Given information: Begin

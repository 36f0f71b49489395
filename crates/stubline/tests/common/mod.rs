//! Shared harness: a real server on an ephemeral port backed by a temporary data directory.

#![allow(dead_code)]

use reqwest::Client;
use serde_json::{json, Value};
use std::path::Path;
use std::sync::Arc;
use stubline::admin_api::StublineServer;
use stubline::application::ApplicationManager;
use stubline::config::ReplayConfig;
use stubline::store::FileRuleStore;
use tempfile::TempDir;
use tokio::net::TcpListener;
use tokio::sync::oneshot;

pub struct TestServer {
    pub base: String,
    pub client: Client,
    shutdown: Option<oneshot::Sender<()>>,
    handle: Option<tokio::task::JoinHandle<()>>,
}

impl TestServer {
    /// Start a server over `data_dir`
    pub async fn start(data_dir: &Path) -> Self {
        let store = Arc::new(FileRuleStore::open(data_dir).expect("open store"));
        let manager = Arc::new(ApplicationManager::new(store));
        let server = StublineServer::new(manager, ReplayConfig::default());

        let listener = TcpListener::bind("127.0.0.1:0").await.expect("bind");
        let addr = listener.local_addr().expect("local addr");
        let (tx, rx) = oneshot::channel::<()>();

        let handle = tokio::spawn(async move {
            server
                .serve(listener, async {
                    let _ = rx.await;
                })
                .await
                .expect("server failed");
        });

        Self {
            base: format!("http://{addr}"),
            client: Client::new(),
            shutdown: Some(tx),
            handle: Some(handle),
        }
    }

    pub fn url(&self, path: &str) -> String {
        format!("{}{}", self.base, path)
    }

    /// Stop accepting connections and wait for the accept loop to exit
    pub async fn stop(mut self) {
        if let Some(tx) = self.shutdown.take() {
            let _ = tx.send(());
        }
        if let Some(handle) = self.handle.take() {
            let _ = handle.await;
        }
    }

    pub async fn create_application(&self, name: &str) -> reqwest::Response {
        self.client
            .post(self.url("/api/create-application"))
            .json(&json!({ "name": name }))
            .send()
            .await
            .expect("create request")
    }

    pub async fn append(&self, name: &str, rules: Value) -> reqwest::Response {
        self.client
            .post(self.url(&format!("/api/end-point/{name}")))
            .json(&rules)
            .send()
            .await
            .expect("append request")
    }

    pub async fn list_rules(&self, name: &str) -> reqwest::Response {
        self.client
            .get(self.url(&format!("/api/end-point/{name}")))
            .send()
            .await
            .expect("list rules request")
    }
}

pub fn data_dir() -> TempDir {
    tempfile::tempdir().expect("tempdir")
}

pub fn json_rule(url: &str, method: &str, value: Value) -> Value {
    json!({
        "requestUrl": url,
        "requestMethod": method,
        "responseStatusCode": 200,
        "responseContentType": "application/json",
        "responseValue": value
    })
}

Given information: End

What this task involves
If a line above holds the string "Option", copy it out.

Expected output
    shutdown: Option<oneshot::Sender<()>>,
    handle: Option<tokio::task::JoinHandle<()>>,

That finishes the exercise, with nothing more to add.